Immune complexes (IgG and C3) at the motor end-plate in myasthenia gravis: ultrastructural and light microscopic localization and electrophysiologic correlations

Abstract

Although there is strong evidence that myasthenia gravis (MG) is caused by an autoimmune reaction to the nicotinic postsynaptic acetylcholine receptor (AChR) protein, immune complexes have never been directly demonstrated at the end-plate by immunocyto-chemistry or immunoelectron microscopy. Staphylococcal protein A (which binds to the Fc region of human IgG subclasses 1, 2, and 4) and rabbit anti-human C3 conjugated with peroxidase were used for the ultrastructural (5 patients) and light microscopic (12 patients) localization of IgG and C3, respectively, at MG end-plates. Both IgG and C3 were localized on segments of the postsynaptic membrance and fragments of degenerating junctional folds in the synaptic space. In nonmyasthenic control patients no immune complexes were evident at the end-plate.

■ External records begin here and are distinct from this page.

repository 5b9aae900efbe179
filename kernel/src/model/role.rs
use strum::{AsRefStr, Display, EnumString};

#[derive(Debug, Clone, Copy, PartialEq, Eq, Default, EnumString, AsRefStr, Display)]
#[strum(serialize_all = "lowercase")]
pub enum Role {
    Admin,
    Organizer,
    #[default]
    Participant,
}

impl Role {
    pub fn is_admin(&self) -> bool {
        matches!(self, Role::Admin)
    }

    // イベントの作成・管理が許可されたロールかどうか
    pub fn can_manage_events(&self) -> bool {
        matches!(self, Role::Admin | Role::Organizer)
    }
}

#[cfg(test)]
mod tests {
    use super::*;
    use std::str::FromStr;

    #[test]
    fn test_role_from_str() {
        assert_eq!(Role::from_str("admin").unwrap(), Role::Admin);
        assert_eq!(Role::from_str("organizer").unwrap(), Role::Organizer);
        assert_eq!(Role::from_str("participant").unwrap(), Role::Participant);
        assert!(Role::from_str("superuser").is_err());
    }

    #[test]
    fn test_role_permissions() {
        assert!(Role::Admin.can_manage_events());
        assert!(Role::Organizer.can_manage_events());
        assert!(!Role::Participant.can_manage_events());
        assert!(Role::Admin.is_admin());
        assert!(!Role::Organizer.is_admin());
    }
}
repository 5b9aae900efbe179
use kernel::model::{
    calendar::CalendarEvent,
    event::{Event, EventCategory, EventStatus},
    id::{EventId, UserId},
    user::EventOrganizer,
};
use shared::error::AppError;
use sqlx::types::chrono::{DateTime, NaiveDate, Utc};
use std::str::FromStr;

#[derive(sqlx::FromRow)]
pub struct EventRow {
    pub event_id: EventId,
    pub title: String,
    pub description: String,
    pub event_date: NaiveDate,
    pub event_time: String,
    pub location: String,
    pub category: String,
    pub max_participants: Option<i32>,
    pub current_participants: i32,
    pub organizer_id: UserId,
    pub organizer_name: String,
    pub status: String,
    pub featured: bool,
    pub registration_deadline: Option<DateTime<Utc>>,
    pub requirements: Vec<String>,
    pub contact_email: String,
    pub contact_phone: Option<String>,
    pub participants: Vec<UserId>,
    pub created_at: DateTime<Utc>,
    pub updated_at: DateTime<Utc>,
}

impl TryFrom<EventRow> for Event {
    type Error = AppError;

    fn try_from(value: EventRow) -> Result<Self, Self::Error> {
        let EventRow {
            event_id,
            title,
            description,
            event_date,
            event_time,
            location,
            category,
            max_participants,
            current_participants,
            organizer_id,
            organizer_name,
            status,
            featured,
            registration_deadline,
            requirements,
            contact_email,
            contact_phone,
            participants,
            created_at,
            updated_at,
        } = value;
        let category = EventCategory::from_str(&category)
            .map_err(|e| AppError::ConversionEntityError(e.to_string()))?;
        let status = EventStatus::from_str(&status)
            .map_err(|e| AppError::ConversionEntityError(e.to_string()))?;
        Ok(Event {
            event_id,
            title,
            description,
            event_date,
            event_time,
            location,
            category,
            max_participants,
            current_participants,
            organizer: EventOrganizer {
                organizer_id,
                organizer_name,
            },
            status,
            featured,
            registration_deadline,
            requirements,
            contact_email,
            contact_phone,
            participants,
            created_at,
            updated_at,
        })
    }
}

// カレンダー投影用。一覧に不要な列は取得しない。
#[derive(sqlx::FromRow)]
pub struct CalendarEventRow {
    pub event_id: EventId,
    pub title: String,
    pub event_date: NaiveDate,
    pub event_time: String,
    pub category: String,
    pub status: String,
    pub featured: bool,
    pub current_participants: i32,
    pub max_participants: Option<i32>,
}

impl TryFrom<CalendarEventRow> for CalendarEvent {
    type Error = AppError;

    fn try_from(value: CalendarEventRow) -> Result<Self, Self::Error> {
        let CalendarEventRow {
            event_id,
            title,
            event_date,
            event_time,
            category,
            status,
            featured,
            current_participants,
            max_participants,
        } = value;
        let category = EventCategory::from_str(&category)
            .map_err(|e| AppError::ConversionEntityError(e.to_string()))?;
        let status = EventStatus::from_str(&status)
            .map_err(|e| AppError::ConversionEntityError(e.to_string()))?;
        Ok(CalendarEvent {
            event_id,
            title,
            event_date,
            event_time,
            category,
            status,
            featured,
            current_participants,
            max_participants,
        })
    }
}

// 参加登録が失敗した理由を切り分けるための型
#[derive(sqlx::FromRow)]
pub struct RegistrationStateRow {
    pub max_participants: Option<i32>,
    pub current_participants: i32,
    pub registration_deadline: Option<DateTime<Utc>>,
    pub already_registered: bool,
}
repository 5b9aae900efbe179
pub mod event;

// Redis に保存するオペーク（非署名）なアクセストークン
#[derive(Debug, Clone, PartialEq, Eq)]
pub struct AccessToken(pub String);
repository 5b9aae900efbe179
pub mod model;
pub mod repository;
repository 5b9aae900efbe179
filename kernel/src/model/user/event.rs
use crate::model::{id::UserId, role::Role};

pub struct CreateUser {
    pub name: String,
    pub email: String,
    pub password: String,
    pub role: Role,
    pub student_id: Option<String>,
    pub department: Option<String>,
    pub year: Option<i32>,
}

#[derive(Debug)]
pub struct UpdateUserRole {
    pub user_id: UserId,
    pub role: Role,
}

#[derive(Debug)]
pub struct UpdateUserProfile {
    pub user_id: UserId,
    pub name: Option<String>,
    pub student_id: Option<String>,
    pub department: Option<String>,
    pub year: Option<i32>,
}

#[derive(Debug)]
pub struct DeleteUser {
    pub user_id: UserId,
}
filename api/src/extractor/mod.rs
use async_trait::async_trait;
use axum::{extract::FromRequestParts, http::request::Parts, RequestPartsExt};
use axum_extra::{
    extract::CookieJar,
    headers::{authorization::Bearer, Authorization},
    TypedHeader,
};
use kernel::model::{auth::AccessToken, id::UserId, user::User};
use registry::AppRegistry;
use shared::error::AppError;

// ログイン時に設定する HTTP-only クッキーの名前
pub const AUTH_TOKEN_COOKIE: &str = "auth-token";

pub struct AuthorizedUser {
    pub access_token: AccessToken,
    pub user: User,
}

impl AuthorizedUser {
    pub fn id(&self) -> UserId {
        self.user.user_id
    }

    pub fn is_admin(&self) -> bool {
        self.user.role.is_admin()
    }

    pub fn can_manage_events(&self) -> bool {
        self.user.role.can_manage_events()
    }
}

#[async_trait]
impl FromRequestParts<AppRegistry> for AuthorizedUser {
    type Rejection = AppError;

    // Authorization ヘッダーまたはクッキーからアクセストークンを取り出し、
    // リクエストごとに Redis と突き合わせて検証する。
    // クライアント側が保持するロール情報は信用しない。
    async fn from_request_parts(
        parts: &mut Parts,
        registry: &AppRegistry,
    ) -> Result<Self, Self::Rejection> {
        let bearer = parts
            .extract::<Option<TypedHeader<Authorization<Bearer>>>>()
            .await
            .ok()
            .flatten()
            .map(|TypedHeader(Authorization(bearer))| bearer.token().to_string());

        let token = match bearer {
            Some(token) => token,
            None => {
                let jar = parts
                    .extract::<CookieJar>()
                    .await
                    .map_err(|_| AppError::UnauthorizedError)?;
                jar.get(AUTH_TOKEN_COOKIE)
                    .map(|cookie| cookie.value().to_string())
                    .ok_or(AppError::UnauthorizedError)?
            }
        };

        let access_token = AccessToken(token);
        let user_id = registry
            .auth_repository()
            .fetch_user_id_from_token(&access_token)
            .await?
            .ok_or(AppError::UnauthorizedError)?;
        let user = registry
            .user_repository()
            .find_current_user(user_id)
            .await?
            .ok_or(AppError::UnauthorizedError)?;

        Ok(Self { access_token, user })
    }
}
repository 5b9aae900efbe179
use axum::{extract::State, http::StatusCode};
use registry::AppRegistry;

pub async fn health_check() -> StatusCode {
    StatusCode::OK
}

pub async fn health_check_db(State(registry): State<AppRegistry>) -> StatusCode {
    if registry.health_check_repository().check_db().await {
        StatusCode::OK
    } else {
        StatusCode::INTERNAL_SERVER_ERROR
    }
}

pub async fn health_check_kv(State(registry): State<AppRegistry>) -> StatusCode {
    if registry.health_check_repository().check_kv().await {
        StatusCode::OK
    } else {
        StatusCode::INTERNAL_SERVER_ERROR
    }
}
use crate::database::{
    model::{event::EventRow, user::UserRow},
    ConnectionPool,
};
use async_trait::async_trait;
use derive_new::new;
use kernel::model::{
    event::Event,
    id::EventId,
    stats::{DashboardStats, EventsByCategory, UsersByRole},
    user::User,
};
use kernel::repository::admin::AdminRepository;
use shared::error::{AppError, AppResult};

const RECENT_LIMIT: i64 = 10;

#[derive(new)]
pub struct AdminRepositoryImpl {
    db: ConnectionPool,
}

#[async_trait]
impl AdminRepository for AdminRepositoryImpl {
    async fn dashboard_stats(&self) -> AppResult<DashboardStats> {
        let pool = self.db.inner_ref();

        let total_users = sqlx::query_scalar::<_, i64>("SELECT COUNT(*) FROM users")
            .fetch_one(pool)
            .await
            .map_err(AppError::SpecificOperationError)?;

        let total_events = sqlx::query_scalar::<_, i64>("SELECT COUNT(*) FROM events")
            .fetch_one(pool)
            .await
            .map_err(AppError::SpecificOperationError)?;

        let upcoming_events =
            sqlx::query_scalar::<_, i64>("SELECT COUNT(*) FROM events WHERE status = 'upcoming'")
                .fetch_one(pool)
                .await
                .map_err(AppError::SpecificOperationError)?;

        // 全イベントの current_participants の総和
        let total_registrations = sqlx::query_scalar::<_, i64>(
            "SELECT COALESCE(SUM(current_participants), 0)::BIGINT FROM events",
        )
        .fetch_one(pool)
        .await
        .map_err(AppError::SpecificOperationError)?;

        let role_counts = sqlx::query_as::<_, (String, i64)>(
            "SELECT role, COUNT(*) FROM users GROUP BY role",
        )
        .fetch_all(pool)
        .await
        .map_err(AppError::SpecificOperationError)?;

        let mut users_by_role = UsersByRole::default();
        for (role, count) in role_counts {
            match role.as_str() {
                "admin" => users_by_role.admin = count,
                "organizer" => users_by_role.organizer = count,
                "participant" => users_by_role.participant = count,
                _ => {}
            }
        }

        let category_counts = sqlx::query_as::<_, (String, i64)>(
            "SELECT category, COUNT(*) FROM events GROUP BY category",
        )
        .fetch_all(pool)
        .await
        .map_err(AppError::SpecificOperationError)?;

        let mut events_by_category = EventsByCategory::default();
        for (category, count) in category_counts {
            match category.as_str() {
                "academic" => events_by_category.academic = count,
                "cultural" => events_by_category.cultural = count,
                "sports" => events_by_category.sports = count,
                "technical" => events_by_category.technical = count,
                "social" => events_by_category.social = count,
                _ => {}
            }
        }

        let recent_users = sqlx::query_as::<_, UserRow>(
            r#"
                SELECT user_id, name, email, role, student_id, department, year,
                       created_at, updated_at
                FROM users
                ORDER BY created_at DESC
                LIMIT $1
            "#,
        )
        .bind(RECENT_LIMIT)
        .fetch_all(pool)
        .await
        .map_err(AppError::SpecificOperationError)?
        .into_iter()
        .map(User::try_from)
        .collect::<AppResult<Vec<User>>>()?;

        let recent_events = sqlx::query_as::<_, EventRow>(
            r#"
                SELECT event_id, title, description, event_date, event_time, location,
                       category, max_participants, current_participants, organizer_id,
                       organizer_name, status, featured, registration_deadline,
                       requirements, contact_email, contact_phone, participants,
                       created_at, updated_at
                FROM events
                ORDER BY created_at DESC
                LIMIT $1
            "#,
        )
        .bind(RECENT_LIMIT)
        .fetch_all(pool)
        .await
        .map_err(AppError::SpecificOperationError)?
        .into_iter()
        .map(Event::try_from)
        .collect::<AppResult<Vec<Event>>>()?;

        Ok(DashboardStats {
            total_users,
            total_events,
            upcoming_events,
            total_registrations,
            users_by_role,
            events_by_category,
            recent_users,
            recent_events,
        })
    }

    async fn toggle_event_featured(&self, event_id: EventId) -> AppResult<Event> {
        let row = sqlx::query_as::<_, EventRow>(
            r#"
                UPDATE events
                SET featured = NOT featured
                WHERE event_id = $1
                RETURNING event_id, title, description, event_date, event_time, location,
                          category, max_participants, current_participants, organizer_id,
                          organizer_name, status, featured, registration_deadline,
                          requirements, contact_email, contact_phone, participants,
                          created_at, updated_at
            "#,
        )
        .bind(event_id)
        .fetch_optional(self.db.inner_ref())
        .await
        .map_err(AppError::SpecificOperationError)?;

        let Some(row) = row else {
            return Err(AppError::EntityNotFound(format!(
                "イベント（{}）が見つかりませんでした。",
                event_id
            )));
        };

        Event::try_from(row)
    }
}

#[cfg(test)]
mod tests {
    use super::*;
    use crate::repository::{event::EventRepositoryImpl, user::UserRepositoryImpl};
    use chrono::NaiveDate;
    use kernel::model::{
        event::{event::CreateEvent, EventCategory},
        id::UserId,
        role::Role,
        user::event::{CreateUser, DeleteUser},
    };
    use kernel::repository::{event::EventRepository, user::UserRepository};

    fn demo_user(role: Role, email: &str) -> CreateUser {
        CreateUser {
            name: "Stats User".into(),
            email: email.into(),
            password: "hunter2secret".into(),
            role,
            student_id: None,
            department: None,
            year: None,
        }
    }

    fn demo_event(organizer_id: UserId, category: EventCategory) -> CreateEvent {
        CreateEvent {
            title: "Event".into(),
            description: "Description".into(),
            event_date: NaiveDate::from_ymd_opt(2026, 11, 1).unwrap(),
            event_time: "10:00".into(),
            location: "Auditorium".into(),
            category,
            max_participants: None,
            registration_deadline: None,
            requirements: vec![],
            contact_email: "contact@example.edu".into(),
            contact_phone: None,
            organizer_id,
            organizer_name: "Organizer".into(),
        }
    }

    #[sqlx::test]
    async fn test_dashboard_stats(pool: sqlx::PgPool) -> anyhow::Result<()> {
        let conn = ConnectionPool::new(pool);
        let users = UserRepositoryImpl::new(conn.clone());
        let events = EventRepositoryImpl::new(conn.clone());
        let admin = AdminRepositoryImpl::new(conn);

        let organizer = users
            .create(demo_user(Role::Organizer, "org@example.com"))
            .await?;
        let participant = users
            .create(demo_user(Role::Participant, "who@example.com"))
            .await?;

        let a = events
            .create(demo_event(organizer.user_id, EventCategory::Academic))
            .await?;
        let b = events
            .create(demo_event(organizer.user_id, EventCategory::Sports))
            .await?;

        events
            .register_participant(a.event_id, participant.user_id)
            .await?;
        events
            .register_participant(b.event_id, participant.user_id)
            .await?;

        let stats = admin.dashboard_stats().await?;
        assert_eq!(stats.total_users, 2);
        assert_eq!(stats.total_events, 2);
        assert_eq!(stats.upcoming_events, 2);
        // 全イベントの参加者数の合計と一致する
        assert_eq!(stats.total_registrations, 2);
        assert_eq!(stats.users_by_role.organizer, 1);
        assert_eq!(stats.users_by_role.participant, 1);
        assert_eq!(stats.users_by_role.admin, 0);
        assert_eq!(stats.events_by_category.academic, 1);
        assert_eq!(stats.events_by_category.sports, 1);
        assert_eq!(stats.recent_users.len(), 2);
        assert_eq!(stats.recent_events.len(), 2);

        Ok(())
    }

    #[sqlx::test]
    async fn test_toggle_event_featured(pool: sqlx::PgPool) -> anyhow::Result<()> {
        let conn = ConnectionPool::new(pool);
        let events = EventRepositoryImpl::new(conn.clone());
        let admin = AdminRepositoryImpl::new(conn);

        let event = events
            .create(demo_event(UserId::new(), EventCategory::Social))
            .await?;
        assert!(!event.featured);

        let toggled = admin.toggle_event_featured(event.event_id).await?;
        assert!(toggled.featured);
        let toggled = admin.toggle_event_featured(event.event_id).await?;
        assert!(!toggled.featured);

        let res = admin.toggle_event_featured(kernel::model::id::EventId::new()).await;
        assert!(matches!(res, Err(AppError::EntityNotFound(_))));

        Ok(())
    }

    #[sqlx::test]
    async fn test_delete_user_referential_policy(pool: sqlx::PgPool) -> anyhow::Result<()> {
        let conn = ConnectionPool::new(pool);
        let users = UserRepositoryImpl::new(conn.clone());
        let events = EventRepositoryImpl::new(conn.clone());

        let organizer = users
            .create(demo_user(Role::Organizer, "owner@example.com"))
            .await?;
        let participant = users
            .create(demo_user(Role::Participant, "member@example.com"))
            .await?;

        let event = events
            .create(demo_event(organizer.user_id, EventCategory::Cultural))
            .await?;
        events
            .register_participant(event.event_id, participant.user_id)
            .await?;

        // 主催イベントが残っている間は削除できない
        let res = users
            .delete(DeleteUser {
                user_id: organizer.user_id,
            })
            .await;
        assert!(matches!(res, Err(AppError::UnprocessableEntity(_))));

        // 参加者の削除では参加者リストから ID が取り除かれる
        users
            .delete(DeleteUser {
                user_id: participant.user_id,
            })
            .await?;
        let stored = events.find_by_id(event.event_id).await?.unwrap();
        assert_eq!(stored.current_participants, 0);
        assert!(stored.participants.is_empty());

        Ok(())
    }
}
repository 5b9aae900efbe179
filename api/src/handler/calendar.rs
use crate::model::calendar::{CalendarEventResponse, CalendarEventsResponse, CalendarQuery};
use axum::{
    extract::{Query, State},
    Json,
};
use garde::Validate;
use registry::AppRegistry;
use shared::error::AppResult;

pub async fn show_calendar_events(
    State(registry): State<AppRegistry>,
    Query(query): Query<CalendarQuery>,
) -> AppResult<Json<CalendarEventsResponse>> {
    query.validate(&())?;
    let range = query.date_range()?;

    let events = registry.event_repository().find_by_date_range(range).await?;
    Ok(Json(CalendarEventsResponse {
        items: events.into_iter().map(CalendarEventResponse::from).collect(),
    }))
}
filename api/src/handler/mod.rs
pub mod admin;
pub mod auth;
pub mod calendar;
pub mod event;
pub mod health;
pub mod user;
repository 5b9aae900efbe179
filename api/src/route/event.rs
use axum::{
    routing::{delete, get, post, put},
    Router,
};
use registry::AppRegistry;

use crate::handler::event::{
    delete_event, register_event, register_for_event, show_event, show_event_list,
    unregister_from_event, update_event,
};

pub fn build_event_routers() -> Router<AppRegistry> {
    let event_routers = Router::new()
        .route("/", post(register_event))
        .route("/", get(show_event_list))
        .route("/:event_id", get(show_event))
        .route("/:event_id", put(update_event))
        .route("/:event_id", delete(delete_event))
        .route("/:event_id/register", post(register_for_event))
        .route("/:event_id/register", delete(unregister_from_event));

    Router::new().nest("/events", event_routers)
}
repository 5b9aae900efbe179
use axum::{routing::get, Router};
use registry::AppRegistry;

use crate::handler::calendar::show_calendar_events;

pub fn build_calendar_routers() -> Router<AppRegistry> {
    let calendar_routers = Router::new().route("/events", get(show_calendar_events));

    Router::new().nest("/calendar", calendar_routers)
}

As judged by morphometric analysis of electron micrographs, the immune complexes were more abundant in the less severely affected MG patients than in the more severely affected ones. A linear correlation was demonstrated between the length of the postsynaptic membrance binding immune complexes and the amplitude of the miniature end-plate potential. The less intense reaction for immune complexes in the more severely affected MG patients can be attributed to the smaller quantity of AChR remaining at their end-plates. The findings provide unambiguous evidence for a destructive auto-immune reaction involving the postsynaptic membrance in MG. Immunopharmacologic blockade of AChR and IgG-induced modulation of AChR may also contribute to the AChR deficiency at the MG end-plates.